Code repository of scripts used in Lau, et al. 2022. Specifically, scripts used to generate in silico admixtures, as well as scripts for single molecule methylation classification of reads against reference profiles are included here. Some R scripts require data munging of BAM files (e.g. extraction of read lengths); these are not included but the expected formatting is described.
scripts use standard functions and are likely to work with other package versions if using Python 3+ and R 4+)
nanopore_mix_bams.py - python script for mixing bam files together using a random seed and proportion. The ground truth source of each read is also record in a log file.

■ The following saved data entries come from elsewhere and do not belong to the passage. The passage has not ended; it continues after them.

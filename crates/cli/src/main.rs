use chrono::NaiveDate;
use clap::Parser;
use std::path::PathBuf;
use std::process;
use tracing_subscriber::EnvFilter;

use trellis_cli::commands::{Command, Context};
use trellis_cli::config::{Settings, parse_date_flag};
use trellis_cli::error::CliResult;

/// Trellis - Gantt timelines and due-date reminders for issue tracker tickets
#[derive(Parser)]
#[command(name = "trl")]
#[command(version = "0.1.0")]
#[command(about = "Gantt timelines and due-date reminders for issue tracker tickets", long_about = None)]
struct Args {
    /// Ticket export to read (can also be set via TRELLIS_TICKETS env var)
    #[arg(long, global = true)]
    tickets: Option<PathBuf>,

    /// Use generated sample tickets (can also be set via TRELLIS_MOCK env var)
    #[arg(long, global = true)]
    mock: bool,

    /// Fall back to sample tickets when the ticket file cannot be loaded
    #[arg(long, global = true)]
    mock_on_error: bool,

    /// First day of the master view (default 2025-04-01, env TRELLIS_PROJECT_START)
    #[arg(long, global = true, value_parser = parse_date_flag)]
    project_start: Option<NaiveDate>,

    /// Last day of the master view (default 2026-03-31, env TRELLIS_PROJECT_END)
    #[arg(long, global = true, value_parser = parse_date_flag)]
    project_end: Option<NaiveDate>,

    /// Reference day as YYYY-MM-DD (defaults to the local date)
    #[arg(long, global = true, value_parser = parse_date_flag)]
    today: Option<NaiveDate>,

    /// Subcommand to execute
    #[command(subcommand)]
    command: Option<Command>,
}

/// Initialize logging based on the RUST_LOG environment variable
///
/// Examples:
/// - `RUST_LOG=trace` - show all trace logs
/// - `RUST_LOG=debug` - show debug and above
/// - `RUST_LOG=trellis_core=debug` - debug logs from the core library only
///
/// Logs go to stderr so command output stays pipeable.
fn init_logging() {
    let env_filter = EnvFilter::try_from_default_env().unwrap_or_else(|_| EnvFilter::new("warn"));

    tracing_subscriber::fmt()
        .with_env_filter(env_filter)
        .with_writer(std::io::stderr)
        .with_target(true)
        .with_level(true)
        .init();
}

fn main() {
    init_logging();

    if let Err(e) = run_app() {
        eprintln!("error: {}", e);
        process::exit(1);
    }
}

/// Main application logic - separated for testability
fn run_app() -> CliResult<()> {
    let args = Args::parse();
    let output = run_with_args(&args)?;
    println!("{}", output);
    Ok(())
}

/// Run the application with the given arguments
fn run_with_args(args: &Args) -> CliResult<String> {
    let Some(cmd) = &args.command else {
        return Ok(
            "Welcome to Trellis!\nUse 'trl --help' for usage information.".to_string(),
        );
    };

    // Resolve settings using priority: CLI arg > env var > default
    let settings = Settings::resolve(
        args.tickets.clone(),
        args.mock,
        args.mock_on_error,
        args.project_start,
        args.project_end,
        args.today,
    )?;

    let ctx = Context::load(settings)?;
    cmd.execute(&ctx)
}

This has been tested with the following:
- python 3.8.12 (base packages argparse, csv, sys, random, os)
- pysam 0.18.0
usage: nanopore_mix_bams.py [-h] --bam1 BAM1 --bam2 BAM2 --out_prefix OUT_PREFIX [--frac FRAC] [--nreads NREADS] [--threads THREADS] [--seed SEED]
optional arguments:
-h, --help show this help message and exit
--bam1 BAM1 first bam file
--bam2 BAM2 second bam file
--out_prefix OUT_PREFIX
output prefix
--frac FRAC mixing fraction (p <= bam 1/total)
--nreads NREADS number of reads to generate
--threads THREADS number of threads
--seed SEED random seed
nanopore_dump_reads.py - python script to dump a bam file with modified base tags into a flat file. This has been tested with the following:
- python 3.8.12 (base packages argparse, csv, sys)
- pandas 1.3.4
- ModBam 0.3.3 and modbampy 0.3.2 (ModBam/modbampy is maintained by Oxford Nanopore)

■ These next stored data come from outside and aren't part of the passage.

impl YearMonth {
    /// Create a month selector.
    ///
    /// # Errors
    ///
    /// Returns `CoreError::InvalidMonth` if `month` is not 1..=12 or the year is
    /// outside the supported calendar.
    pub fn new(year: i32, month: u32) -> CoreResult<Self> {
        NaiveDate::from_ymd_opt(year, month, 1)
            .map(Self)
            .ok_or(CoreError::InvalidMonth { year, month })
    }

    /// The month containing `date`.
    pub fn of(date: NaiveDate) -> Self {
        Self(first_of_month(date))
    }

    /// Parse a `YYYY-MM` selector.
    ///
    /// # Errors
    ///
    /// Returns `CoreError::ValidationError` for text that is not `YYYY-MM`,
    /// and `CoreError::InvalidMonth` for an out-of-range month.
    pub fn parse(value: &str) -> CoreResult<Self> {
        let invalid = || CoreError::ValidationError {
            message: format!("invalid month '{}'. Expected YYYY-MM", value),
        };

        let (year, month) = value.trim().split_once('-').ok_or_else(invalid)?;
        let year: i32 = year.parse().map_err(|_| invalid())?;
        let month: u32 = month.parse().map_err(|_| invalid())?;
        Self::new(year, month)
    }

    pub fn year(&self) -> i32 {
        self.0.year()
    }

    pub fn month(&self) -> u32 {
        self.0.month()
    }

    /// First calendar day of the month.
    pub fn first_day(&self) -> NaiveDate {
        self.0
    }

    /// Last calendar day of the month.
    pub fn last_day(&self) -> NaiveDate {
        last_of_month(self.0)
    }

    /// Number of days in the month.
    pub fn days(&self) -> i64 {
        (self.last_day() - self.first_day()).num_days() + 1
    }
}

impl fmt::Display for YearMonth {
    fn fmt(&self, f: &mut fmt::Formatter<'_>) -> fmt::Result {
        write!(f, "{:04}-{:02}", self.year(), self.month())
    }
}

impl Serialize for YearMonth {
    fn serialize<S: Serializer>(&self, serializer: S) -> Result<S::Ok, S::Error> {
        serializer.collect_str(self)
    }
}

/// Fixed project lifetime shown by the master view.
#[derive(Debug, Clone, Copy, PartialEq, Eq, Serialize)]
pub struct ProjectRange {
    start: NaiveDate,
    end: NaiveDate,
}

/// Default master view start: 2025-04-01.
pub const DEFAULT_PROJECT_START: (i32, u32, u32) = (2025, 4, 1);

/// Default master view end: 2026-03-31.
pub const DEFAULT_PROJECT_END: (i32, u32, u32) = (2026, 3, 31);

impl ProjectRange {
    /// Create a project range.
    ///
    /// # Errors
    ///
    /// Returns `CoreError::InvalidRange` if `start` is after `end`.
    pub fn new(start: NaiveDate, end: NaiveDate) -> CoreResult<Self> {
        if start > end {
            return Err(CoreError::InvalidRange { start, end });
        }
        Ok(Self { start, end })
    }

    pub fn start(&self) -> NaiveDate {
        self.start
    }

    pub fn end(&self) -> NaiveDate {
        self.end
    }
}

impl Default for ProjectRange {
    fn default() -> Self {
        let (sy, sm, sd) = DEFAULT_PROJECT_START;
        let (ey, em, ed) = DEFAULT_PROJECT_END;
        let start = NaiveDate::from_ymd_opt(sy, sm, sd).unwrap_or(NaiveDate::MIN);
        let end = NaiveDate::from_ymd_opt(ey, em, ed).unwrap_or(start);
        Self { start, end }
    }
}

/// Which timeline to lay out.
#[derive(Debug, Clone, Copy, PartialEq, Eq, Default, Serialize)]
#[serde(tag = "mode", rename_all = "snake_case")]
pub enum ViewMode {
    /// The configured project range, by month.
    Master,
    /// A single month, by day.
    Monthly { month: YearMonth },
    /// The months spanned by the tickets themselves.
    #[default]
    Auto,
}

impl ViewMode {
    /// Returns the mode name
    pub fn as_str(&self) -> &'static str {
        match self {
            ViewMode::Master => "master",
            ViewMode::Monthly { .. } => "monthly",
            ViewMode::Auto => "auto",
        }
    }

    /// Unit size of the axis this mode produces.
    pub fn granularity(&self) -> Granularity {
        match self {
            ViewMode::Monthly { .. } => Granularity::Day,
            ViewMode::Master | ViewMode::Auto => Granularity::Month,
        }
    }
}

impl fmt::Display for ViewMode {
    fn fmt(&self, f: &mut fmt::Formatter<'_>) -> fmt::Result {
        match self {
            ViewMode::Monthly { month } => write!(f, "monthly ({})", month),
            other => write!(f, "{}", other.as_str()),
        }
    }
}

/// View selection plus the project range used by the master view.
#[derive(Debug, Clone, Copy, PartialEq, Eq, Default, Serialize)]
pub struct ViewConfig {
    #[serde(flatten)]
    pub mode: ViewMode,
    pub project_range: ProjectRange,
}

usage: nanopore_dump_reads.py [-h] --bam BAM --fasta FASTA --out OUT [--nthreads NTHREADS]
optional arguments:
-h, --help show this help message and exit
--bam BAM bam file
--fasta FASTA fasta file
--out OUT output table
--nthreads NTHREADS number of threads
nanopore_classify_reads.R - R notebook-style script used in Rstudio to classify reads from nanopore_dump_reads.py against reference methylomes. This has been tested with the following:
- Rstudio Server 1.4.1717
- R 4.1.0
- data.table 1.14
- dplyr 1.0.7
- ggplot2 3.3.5
- readxl 1.3.1
- tidyverse 1.3.1
nanopore_gene_analysis.R - R notebook-style script used in Rstudio to perform gene-level methylation anaysis and plotting. This has been tested with the following:
- Rstudio Server 1.4.1717
- R 4.1.0
- data.table 1.14
- dplyr 1.0.7
- ggplot2 3.3.5
- readxl 1.3.1
- tidyverse 1.3.1
- pheatmap 1.0.12
nanopore_size_analysis.R - R notebook-style script used in Rstudio to compute insert size distributions of cfDNA nanopore sequencing data. This has been tested with the following:
- Rstudio Server 1.4.1717
- R 4.1.0
- data.table 1.14
- dplyr 1.0.7
- ggplot2 3.3.5
- tidyverse 1.3.1
Aggregated methylation calls and sequence aligned BAM files are deposited in NCBI’s dbGaP under accession phs002950.